===== GIVEN INFORMATION =====

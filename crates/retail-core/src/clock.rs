//! Injectable time source.
//!
//! Cache freshness is decided against a [`Clock`] rather than the wall clock
//! directly, so expiry behavior can be exercised in tests without sleeping.

use chrono::{DateTime, TimeDelta, Utc};
use std::fmt::Debug;
use std::sync::Mutex;
use std::time::Duration;

/// A source of the current time.
pub trait Clock: Send + Sync + Debug {
    /// Returns the current instant.
    fn now(&self) -> DateTime<Utc>;
}

/// The real wall clock.
#[derive(Clone, Copy, Debug, Default)]
pub struct SystemClock;

impl SystemClock {
    /// Create a new system clock.
    #[must_use]
    pub const fn new() -> Self {
        Self
    }
}

impl Clock for SystemClock {
    fn now(&self) -> DateTime<Utc> {
        Utc::now()
    }
}

/// A clock that only moves when told to.
///
/// Intended for tests: construct it at a fixed instant, then [`advance`]
/// past a TTL to observe expiry.
///
/// [`advance`]: ManualClock::advance
#[derive(Debug)]
pub struct ManualClock {
    now: Mutex<DateTime<Utc>>,
}

impl ManualClock {
    /// Create a manual clock frozen at the given instant.
    #[must_use]
    pub fn new(start: DateTime<Utc>) -> Self {
        Self {
            now: Mutex::new(start),
        }
    }

    /// Move the clock forward by the given duration.
    pub fn advance(&self, by: Duration) {
        let mut now = self.now.lock().expect("clock mutex poisoned");
        *now += TimeDelta::from_std(by).unwrap_or(TimeDelta::MAX);
    }

    /// Set the clock to an absolute instant.
    pub fn set(&self, to: DateTime<Utc>) {
        *self.now.lock().expect("clock mutex poisoned") = to;
    }
}

impl Clock for ManualClock {
    fn now(&self) -> DateTime<Utc> {
        *self.now.lock().expect("clock mutex poisoned")
    }
}
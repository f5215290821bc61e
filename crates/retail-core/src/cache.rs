//! Cache trait for storing loaded datasets.
//!
//! This module defines the [`TransactionCache`] trait that bounds file I/O
//! by keeping recently loaded datasets in memory for a fixed time window.

use async_trait::async_trait;
use std::time::Duration;

use crate::{
    error::Result,
    types::{Dataset, InvoiceBatch},
};

/// Trait for caching loaded transaction datasets.
///
/// Each dataset occupies its own slot with its own refresh timestamp, so
/// refreshing one dataset never makes the other appear fresh.
#[async_trait]
pub trait TransactionCache: Send + Sync {
    /// Retrieves the cached batch for a dataset if one exists and is fresh.
    ///
    /// Returns `Ok(Some(batch))` on a fresh hit, `Ok(None)` when the slot is
    /// empty or expired. Implementations return a defensive copy; callers
    /// can never mutate the cached backing data.
    async fn get(&self, dataset: Dataset) -> Result<Option<InvoiceBatch>>;

    /// Stores a batch in the dataset's slot, replacing it wholesale and
    /// stamping the slot's refresh time.
    async fn put(&self, dataset: Dataset, batch: &InvoiceBatch) -> Result<()>;

    /// Removes cache entries older than the specified TTL.
    ///
    /// Returns the number of entries invalidated.
    async fn invalidate_stale(&self, ttl: Duration) -> Result<usize>;

    /// Clears all cached data, forcing the next load to re-read from the
    /// source regardless of elapsed time.
    async fn clear(&self) -> Result<()>;
}
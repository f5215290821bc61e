//! Source trait for loading transaction datasets.

use async_trait::async_trait;
use std::fmt::Debug;

use crate::{
    error::Result,
    types::{Dataset, InvoiceBatch},
};

/// Backend that produces invoice batches.
///
/// Implementations read one of the two named datasets from wherever they
/// keep it (local CSV files, a database, a fixture in tests) and return the
/// parsed rows together with a load report. Sources perform no caching of
/// their own; that is the store's job.
#[async_trait]
pub trait TransactionSource: Send + Sync + Debug {
    /// Returns the name of this source (e.g., "csv").
    fn name(&self) -> &str;

    /// Returns a description of this source.
    fn description(&self) -> &str;

    /// Loads the requested dataset.
    ///
    /// Individual malformed rows are handled softly (skipped and counted in
    /// the batch report); an error is returned only when the dataset itself
    /// cannot be produced - no backing file, or an I/O failure mid-read, in
    /// which case any partially parsed rows are discarded.
    async fn load(&self, dataset: Dataset) -> Result<InvoiceBatch>;
}
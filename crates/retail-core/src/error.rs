//! Error types for data operations.
//!
//! This module defines [`RetailError`] which covers all error cases that can
//! occur when locating, parsing, or caching the transaction datasets.

use thiserror::Error;

use crate::types::Dataset;

/// Errors that can occur during data operations.
#[derive(Error, Debug)]
pub enum RetailError {
    /// No probe path for the dataset's backing file exists on disk.
    #[error("Source file not found for the {dataset} dataset: {file_name}")]
    SourceNotFound {
        /// The dataset whose backing file was probed for.
        dataset: Dataset,
        /// The file name that was probed for.
        file_name: String,
    },

    /// An I/O failure while reading a backing file.
    #[error("I/O error reading {path}: {message}")]
    Io {
        /// The path that was being read.
        path: String,
        /// The underlying I/O error message.
        message: String,
    },

    /// Error parsing data from a source.
    #[error("Parse error: {0}")]
    Parse(String),

    /// Error interacting with the cache.
    #[error("Cache error: {0}")]
    Cache(String),

    /// A requested entity does not exist.
    #[error("Not found: {0}")]
    NotFound(String),

    /// An invalid parameter was provided.
    #[error("Invalid parameter: {0}")]
    InvalidParameter(String),
}

/// Result type alias using [`RetailError`].
pub type Result<T> = std::result::Result<T, RetailError>;
#![doc = include_str!("../README.md")]
#![doc(issue_tracker_base_url = "https://github.com/retaildynamics/retail-data/issues/")]
#![cfg_attr(docsrs, feature(doc_cfg, doc_auto_cfg))]
#![warn(missing_docs)]
#![forbid(unsafe_code)]

//! Unified interface for the retail transaction dataset.
//!
//! This crate re-exports core types and both backends, and provides a
//! [`TransactionStore`] that fronts a source with a TTL cache.
//!
//! # Example
//!
//! ```rust,ignore
//! use std::sync::Arc;
//! use retail::{CsvTransactionSource, InMemoryCache, TransactionStore, query};
//!
//! #[tokio::main]
//! async fn main() {
//!     let store = TransactionStore::new(Arc::new(CsvTransactionSource::new()))
//!         .with_cache(Arc::new(InMemoryCache::new()));
//!
//!     let batch = store.load_cleaned().await;
//!     let lanterns = query::search(&batch.invoices, "lantern");
//!     let page = query::paginate(&lanterns, 1, 25).unwrap();
//!     println!("{} matches, showing {}", page.total_items, page.items.len());
//! }
//! ```

// Core types and traits
pub use retail_core::*;

// Cache implementations
pub use retail_cache::{InMemoryCache, NoopCache};

// Sources
pub use retail_csv::CsvTransactionSource;

mod store;
pub use store::TransactionStore;

/// Priority-ordered role dispatch for the admin dashboards.
pub mod dispatch;
/// Search, pagination, and aggregate statistics over loaded lists.
pub mod query;
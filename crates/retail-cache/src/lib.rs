#![doc = include_str!("../README.md")]
#![doc(issue_tracker_base_url = "https://github.com/retaildynamics/retail-data/issues/")]
#![cfg_attr(docsrs, feature(doc_cfg, doc_auto_cfg))]
#![warn(missing_docs)]
#![forbid(unsafe_code)]

//! Caching implementations for the retail transaction store.
//!
//! This crate provides implementations of the [`TransactionCache`] trait
//! from `retail-core`:
//!
//! - [`InMemoryCache`] - TTL-based in-memory cache with per-dataset slots
//! - [`NoopCache`] - No-op cache that doesn't store anything

/// In-memory cache implementation.
pub mod memory;
/// No-op cache implementation.
pub mod noop;

// Re-export the trait for convenience
pub use retail_core::TransactionCache;

// Re-export implementations
pub use memory::InMemoryCache;
pub use noop::NoopCache;
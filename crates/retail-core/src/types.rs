//! Core data types for the retail transaction dataset.
//!
//! This module defines the fundamental data structures:
//!
//! - [`Invoice`] - One parsed transaction row
//! - [`Dataset`] - Which of the two source datasets a value belongs to
//! - [`LoadReport`] - Data-quality counters from one load pass
//! - [`InvoiceBatch`] - Parsed rows together with their load report

use serde::{Deserialize, Serialize};
use std::fmt;

/// One parsed transaction row.
///
/// Numeric fields are optional: a malformed value in the source file nulls
/// the field without dropping the row. `total_price` is taken verbatim from
/// the source when present; otherwise it is derived once at parse time as
/// `quantity * unit_price` and never recomputed afterwards.
#[derive(Clone, Debug, Default, PartialEq, Serialize, Deserialize)]
pub struct Invoice {
    /// Transaction identifier.
    pub invoice_no: Option<i64>,
    /// Item code.
    pub stock_code: String,
    /// Item description.
    pub description: String,
    /// Quantity; negative values represent returns.
    pub quantity: Option<i32>,
    /// Transaction timestamp, kept verbatim (loosely formatted upstream).
    pub invoice_date: String,
    /// Unit price.
    pub unit_price: Option<f64>,
    /// Customer identifier; missing for anonymous transactions.
    pub customer_id: Option<i64>,
    /// Country the transaction was placed from.
    pub country: String,
    /// Total line price.
    pub total_price: Option<f64>,
    /// Denormalized invoice year.
    pub invoice_year: Option<i32>,
    /// Denormalized invoice month.
    pub invoice_month: Option<i32>,
}

impl Invoice {
    /// Returns true if this line represents a return (negative quantity).
    #[must_use]
    pub fn is_return(&self) -> bool {
        self.quantity.is_some_and(|q| q < 0)
    }
}

/// Which of the two source datasets a value belongs to.
///
/// The cleaned dataset excludes cancelled/returned transactions per the
/// upstream file content; the full dataset includes them.
#[derive(Clone, Copy, Debug, PartialEq, Eq, Hash, Serialize, Deserialize)]
pub enum Dataset {
    /// Source file excluding cancelled/returned transactions.
    Cleaned,
    /// Source file including cancellations.
    Full,
}

impl Dataset {
    /// Returns the dataset name as a string slice.
    #[must_use]
    pub const fn as_str(&self) -> &'static str {
        match self {
            Self::Cleaned => "cleaned",
            Self::Full => "full",
        }
    }
}

impl fmt::Display for Dataset {
    fn fmt(&self, f: &mut fmt::Formatter<'_>) -> fmt::Result {
        write!(f, "{}", self.as_str())
    }
}

/// Data-quality counters from one load pass.
///
/// Invariant: `rows_parsed + rows_skipped == lines_read`.
#[derive(Clone, Copy, Debug, Default, PartialEq, Eq, Serialize, Deserialize)]
pub struct LoadReport {
    /// Physical data lines read, header excluded.
    pub lines_read: usize,
    /// Rows that produced an [`Invoice`].
    pub rows_parsed: usize,
    /// Rows dropped for having fewer fields than the header.
    pub rows_skipped: usize,
}

impl LoadReport {
    /// Returns true if no rows were dropped during the load.
    #[must_use]
    pub const fn is_clean(&self) -> bool {
        self.rows_skipped == 0
    }
}

/// Parsed rows together with the report describing how they were produced.
///
/// This is the unit a [`TransactionSource`](crate::TransactionSource)
/// returns and a [`TransactionCache`](crate::TransactionCache) stores, so
/// data-quality counters survive cache hits.
#[derive(Clone, Debug, Default, PartialEq, Serialize, Deserialize)]
pub struct InvoiceBatch {
    /// The parsed transaction rows.
    pub invoices: Vec<Invoice>,
    /// Counters from the load pass that produced the rows.
    pub report: LoadReport,
}

impl InvoiceBatch {
    /// Creates a batch from parsed rows and their report.
    #[must_use]
    pub const fn new(invoices: Vec<Invoice>, report: LoadReport) -> Self {
        Self { invoices, report }
    }

    /// Returns the number of rows in the batch.
    #[must_use]
    pub fn len(&self) -> usize {
        self.invoices.len()
    }

    /// Returns true if the batch holds no rows.
    #[must_use]
    pub fn is_empty(&self) -> bool {
        self.invoices.is_empty()
    }

    /// Returns an iterator over the rows.
    pub fn iter(&self) -> impl Iterator<Item = &Invoice> {
        self.invoices.iter()
    }

    /// Consumes the batch and returns the underlying rows.
    #[must_use]
    pub fn into_invoices(self) -> Vec<Invoice> {
        self.invoices
    }
}

impl IntoIterator for InvoiceBatch {
    type Item = Invoice;
    type IntoIter = std::vec::IntoIter<Invoice>;

    fn into_iter(self) -> Self::IntoIter {
        self.invoices.into_iter()
    }
}

#[cfg(test)]
mod tests {
    use super::*;

    #[test]
    fn return_lines_have_negative_quantity() {
        let line = Invoice {
            quantity: Some(-3),
            ..Default::default()
        };
        assert!(line.is_return());

        let sale = Invoice {
            quantity: Some(3),
            ..Default::default()
        };
        assert!(!sale.is_return());

        // A missing quantity is not a return
        assert!(!Invoice::default().is_return());
    }

    #[test]
    fn invoice_serializes_missing_fields_as_null() {
        let invoice = Invoice {
            stock_code: "A1".to_string(),
            quantity: Some(2),
            ..Default::default()
        };
        let json = serde_json::to_value(&invoice).unwrap();
        assert_eq!(json["stock_code"], "A1");
        assert_eq!(json["quantity"], 2);
        assert!(json["unit_price"].is_null());
        assert!(json["customer_id"].is_null());
    }

    #[test]
    fn report_counts_add_up() {
        let report = LoadReport {
            lines_read: 10,
            rows_parsed: 8,
            rows_skipped: 2,
        };
        assert_eq!(report.rows_parsed + report.rows_skipped, report.lines_read);
        assert!(!report.is_clean());
        assert!(LoadReport::default().is_clean());
    }
}
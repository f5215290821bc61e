//! No-op cache implementation.

use async_trait::async_trait;
use retail_core::{Dataset, InvoiceBatch, Result, TransactionCache};
use std::time::Duration;
use tracing::trace;

/// A no-op cache that doesn't store anything.
///
/// `get` always returns `Ok(None)` and `put` returns `Ok(())`. Useful for
/// disabling caching or testing code paths without cache hits.
#[derive(Debug, Clone, Copy, Default)]
pub struct NoopCache;

impl NoopCache {
    /// Create a new no-op cache.
    #[must_use]
    pub const fn new() -> Self {
        Self
    }
}

#[async_trait]
impl TransactionCache for NoopCache {
    async fn get(&self, _dataset: Dataset) -> Result<Option<InvoiceBatch>> {
        trace!("NoopCache: get called, returning None");
        Ok(None)
    }

    async fn put(&self, _dataset: Dataset, _batch: &InvoiceBatch) -> Result<()> {
        trace!("NoopCache: put called, doing nothing");
        Ok(())
    }

    async fn invalidate_stale(&self, _ttl: Duration) -> Result<usize> {
        trace!("NoopCache: invalidate_stale called, returning 0");
        Ok(0)
    }

    async fn clear(&self) -> Result<()> {
        trace!("NoopCache: clear called, doing nothing");
        Ok(())
    }
}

=====

• [EXERCISE REQUIREMENTS] In the data above, which lines lie between the line with "dataset includes them." and the line with "pub struct LoadReport", inclusive? Print those lines exactly and nothing else.

• [RESPONSE BELOW]
/// upstream file content; the full dataset includes them.
#[derive(Clone, Copy, Debug, PartialEq, Eq, Hash, Serialize, Deserialize)]
pub enum Dataset {
    /// Source file excluding cancelled/returned transactions.
    Cleaned,
    /// Source file including cancellations.
    Full,
}

impl Dataset {
    /// Returns the dataset name as a string slice.
    #[must_use]
    pub const fn as_str(&self) -> &'static str {
        match self {
            Self::Cleaned => "cleaned",
            Self::Full => "full",
        }
    }
}

impl fmt::Display for Dataset {
    fn fmt(&self, f: &mut fmt::Formatter<'_>) -> fmt::Result {
        write!(f, "{}", self.as_str())
    }
}

/// Data-quality counters from one load pass.
///
/// Invariant: `rows_parsed + rows_skipped == lines_read`.
#[derive(Clone, Copy, Debug, Default, PartialEq, Eq, Serialize, Deserialize)]
pub struct LoadReport {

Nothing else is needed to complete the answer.